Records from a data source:

==*==

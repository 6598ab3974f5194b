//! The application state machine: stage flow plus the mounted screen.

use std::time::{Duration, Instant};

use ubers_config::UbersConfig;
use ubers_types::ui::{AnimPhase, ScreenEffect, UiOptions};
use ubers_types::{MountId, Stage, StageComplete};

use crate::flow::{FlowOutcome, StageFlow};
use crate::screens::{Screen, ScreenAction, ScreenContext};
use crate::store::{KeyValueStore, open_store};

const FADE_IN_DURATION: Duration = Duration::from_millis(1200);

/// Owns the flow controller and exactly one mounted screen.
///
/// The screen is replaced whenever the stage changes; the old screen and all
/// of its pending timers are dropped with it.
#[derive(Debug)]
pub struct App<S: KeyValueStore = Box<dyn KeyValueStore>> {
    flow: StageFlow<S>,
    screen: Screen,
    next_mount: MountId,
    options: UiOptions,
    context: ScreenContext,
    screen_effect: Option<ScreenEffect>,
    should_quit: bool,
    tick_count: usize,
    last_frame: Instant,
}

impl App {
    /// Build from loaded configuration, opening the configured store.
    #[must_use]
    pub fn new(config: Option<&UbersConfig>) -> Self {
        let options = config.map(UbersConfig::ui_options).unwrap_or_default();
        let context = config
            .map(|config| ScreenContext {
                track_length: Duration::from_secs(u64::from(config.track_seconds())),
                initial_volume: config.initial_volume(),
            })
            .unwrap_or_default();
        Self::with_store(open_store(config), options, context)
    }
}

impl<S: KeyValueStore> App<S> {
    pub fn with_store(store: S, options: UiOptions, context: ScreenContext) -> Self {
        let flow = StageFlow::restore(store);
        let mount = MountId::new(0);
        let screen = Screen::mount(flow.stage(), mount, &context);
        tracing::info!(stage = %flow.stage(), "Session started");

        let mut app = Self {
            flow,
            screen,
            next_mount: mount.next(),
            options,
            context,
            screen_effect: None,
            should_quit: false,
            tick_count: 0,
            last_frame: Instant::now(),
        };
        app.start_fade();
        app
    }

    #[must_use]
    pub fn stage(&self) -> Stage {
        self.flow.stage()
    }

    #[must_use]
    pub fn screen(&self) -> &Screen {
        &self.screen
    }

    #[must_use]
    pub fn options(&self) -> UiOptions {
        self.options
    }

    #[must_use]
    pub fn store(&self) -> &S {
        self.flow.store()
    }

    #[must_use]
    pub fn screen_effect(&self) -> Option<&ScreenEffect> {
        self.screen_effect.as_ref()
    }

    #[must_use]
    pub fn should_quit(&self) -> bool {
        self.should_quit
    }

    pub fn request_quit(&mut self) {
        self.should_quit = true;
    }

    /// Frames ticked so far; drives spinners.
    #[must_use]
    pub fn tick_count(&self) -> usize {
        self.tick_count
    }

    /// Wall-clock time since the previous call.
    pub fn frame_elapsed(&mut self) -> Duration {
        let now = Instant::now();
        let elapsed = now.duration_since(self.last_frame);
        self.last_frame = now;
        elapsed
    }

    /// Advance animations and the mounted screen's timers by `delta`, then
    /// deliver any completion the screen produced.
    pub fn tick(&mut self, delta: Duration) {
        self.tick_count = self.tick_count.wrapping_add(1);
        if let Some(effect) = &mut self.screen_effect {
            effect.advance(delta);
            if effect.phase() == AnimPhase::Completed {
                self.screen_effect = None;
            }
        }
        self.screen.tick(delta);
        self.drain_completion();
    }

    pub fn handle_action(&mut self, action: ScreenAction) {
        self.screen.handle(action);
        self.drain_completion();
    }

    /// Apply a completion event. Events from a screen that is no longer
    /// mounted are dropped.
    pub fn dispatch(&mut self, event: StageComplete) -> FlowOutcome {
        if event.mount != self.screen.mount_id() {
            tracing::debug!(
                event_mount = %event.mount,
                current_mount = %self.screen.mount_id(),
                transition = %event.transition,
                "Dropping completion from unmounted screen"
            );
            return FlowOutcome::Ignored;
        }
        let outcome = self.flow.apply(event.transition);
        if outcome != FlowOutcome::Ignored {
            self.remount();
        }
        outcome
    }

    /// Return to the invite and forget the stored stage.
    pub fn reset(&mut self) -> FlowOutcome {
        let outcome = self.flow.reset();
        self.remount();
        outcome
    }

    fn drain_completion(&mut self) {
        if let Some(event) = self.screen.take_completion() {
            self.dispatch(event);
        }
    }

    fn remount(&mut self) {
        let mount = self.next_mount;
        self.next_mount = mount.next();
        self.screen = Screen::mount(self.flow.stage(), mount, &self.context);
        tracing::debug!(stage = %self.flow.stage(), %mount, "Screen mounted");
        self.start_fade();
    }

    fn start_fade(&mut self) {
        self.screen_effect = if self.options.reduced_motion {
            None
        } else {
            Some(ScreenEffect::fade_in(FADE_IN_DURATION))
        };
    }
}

==*==

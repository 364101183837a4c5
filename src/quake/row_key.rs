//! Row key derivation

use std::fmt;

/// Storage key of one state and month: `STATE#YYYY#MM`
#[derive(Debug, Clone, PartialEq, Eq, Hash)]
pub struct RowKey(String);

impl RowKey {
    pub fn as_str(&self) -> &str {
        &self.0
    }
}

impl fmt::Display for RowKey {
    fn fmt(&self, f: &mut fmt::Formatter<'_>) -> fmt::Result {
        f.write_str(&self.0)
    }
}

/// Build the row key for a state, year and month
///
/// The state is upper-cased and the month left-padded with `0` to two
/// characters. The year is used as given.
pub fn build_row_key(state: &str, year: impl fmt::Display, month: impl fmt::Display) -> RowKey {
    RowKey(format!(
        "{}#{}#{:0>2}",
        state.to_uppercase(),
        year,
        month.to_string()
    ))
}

==*==

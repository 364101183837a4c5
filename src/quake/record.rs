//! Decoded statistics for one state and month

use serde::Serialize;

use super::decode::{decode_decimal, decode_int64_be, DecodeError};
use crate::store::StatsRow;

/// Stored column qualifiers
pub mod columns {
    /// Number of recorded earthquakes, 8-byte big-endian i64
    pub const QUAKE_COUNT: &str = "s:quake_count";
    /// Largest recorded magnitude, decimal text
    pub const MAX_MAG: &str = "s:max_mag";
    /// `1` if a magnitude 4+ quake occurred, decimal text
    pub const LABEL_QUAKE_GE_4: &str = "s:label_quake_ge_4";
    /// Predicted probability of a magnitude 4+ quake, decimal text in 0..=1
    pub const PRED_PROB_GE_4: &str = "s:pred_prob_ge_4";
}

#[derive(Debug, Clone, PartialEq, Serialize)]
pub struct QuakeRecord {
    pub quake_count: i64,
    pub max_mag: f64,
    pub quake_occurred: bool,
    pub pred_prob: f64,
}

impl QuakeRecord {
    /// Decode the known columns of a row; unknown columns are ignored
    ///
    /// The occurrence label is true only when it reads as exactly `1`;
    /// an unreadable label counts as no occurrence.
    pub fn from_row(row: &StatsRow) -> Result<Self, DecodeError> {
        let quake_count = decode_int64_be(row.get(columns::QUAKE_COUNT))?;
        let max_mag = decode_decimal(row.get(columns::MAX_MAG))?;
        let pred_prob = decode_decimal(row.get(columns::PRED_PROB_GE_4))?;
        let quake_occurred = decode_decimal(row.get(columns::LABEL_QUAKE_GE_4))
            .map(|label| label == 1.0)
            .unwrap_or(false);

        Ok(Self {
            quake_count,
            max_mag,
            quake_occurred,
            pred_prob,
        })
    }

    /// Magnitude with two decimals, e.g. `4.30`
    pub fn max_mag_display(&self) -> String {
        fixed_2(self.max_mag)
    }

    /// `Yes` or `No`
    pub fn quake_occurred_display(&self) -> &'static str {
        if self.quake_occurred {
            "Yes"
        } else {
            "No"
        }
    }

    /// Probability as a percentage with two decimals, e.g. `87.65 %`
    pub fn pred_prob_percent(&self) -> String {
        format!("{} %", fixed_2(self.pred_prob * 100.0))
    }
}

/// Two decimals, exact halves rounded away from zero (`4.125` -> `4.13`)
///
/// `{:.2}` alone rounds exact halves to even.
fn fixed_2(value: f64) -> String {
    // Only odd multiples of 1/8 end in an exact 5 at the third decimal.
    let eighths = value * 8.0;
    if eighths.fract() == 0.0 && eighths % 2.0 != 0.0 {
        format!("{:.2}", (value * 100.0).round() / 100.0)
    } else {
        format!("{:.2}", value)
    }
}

==*==

** To do **
Using the entries above, return exactly the lines from the line with "columns are ignored" to the line with "let eighths = value * 8.0;", counting both of those lines.

** Completed task **
    /// Decode the known columns of a row; unknown columns are ignored
    ///
    /// The occurrence label is true only when it reads as exactly `1`;
    /// an unreadable label counts as no occurrence.
    pub fn from_row(row: &StatsRow) -> Result<Self, DecodeError> {
        let quake_count = decode_int64_be(row.get(columns::QUAKE_COUNT))?;
        let max_mag = decode_decimal(row.get(columns::MAX_MAG))?;
        let pred_prob = decode_decimal(row.get(columns::PRED_PROB_GE_4))?;
        let quake_occurred = decode_decimal(row.get(columns::LABEL_QUAKE_GE_4))
            .map(|label| label == 1.0)
            .unwrap_or(false);

        Ok(Self {
            quake_count,
            max_mag,
            quake_occurred,
            pred_prob,
        })
    }

    /// Magnitude with two decimals, e.g. `4.30`
    pub fn max_mag_display(&self) -> String {
        fixed_2(self.max_mag)
    }

    /// `Yes` or `No`
    pub fn quake_occurred_display(&self) -> &'static str {
        if self.quake_occurred {
            "Yes"
        } else {
            "No"
        }
    }

    /// Probability as a percentage with two decimals, e.g. `87.65 %`
    pub fn pred_prob_percent(&self) -> String {
        format!("{} %", fixed_2(self.pred_prob * 100.0))
    }
}

/// Two decimals, exact halves rounded away from zero (`4.125` -> `4.13`)
///
/// `{:.2}` alone rounds exact halves to even.
fn fixed_2(value: f64) -> String {
    // Only odd multiples of 1/8 end in an exact 5 at the third decimal.
    let eighths = value * 8.0;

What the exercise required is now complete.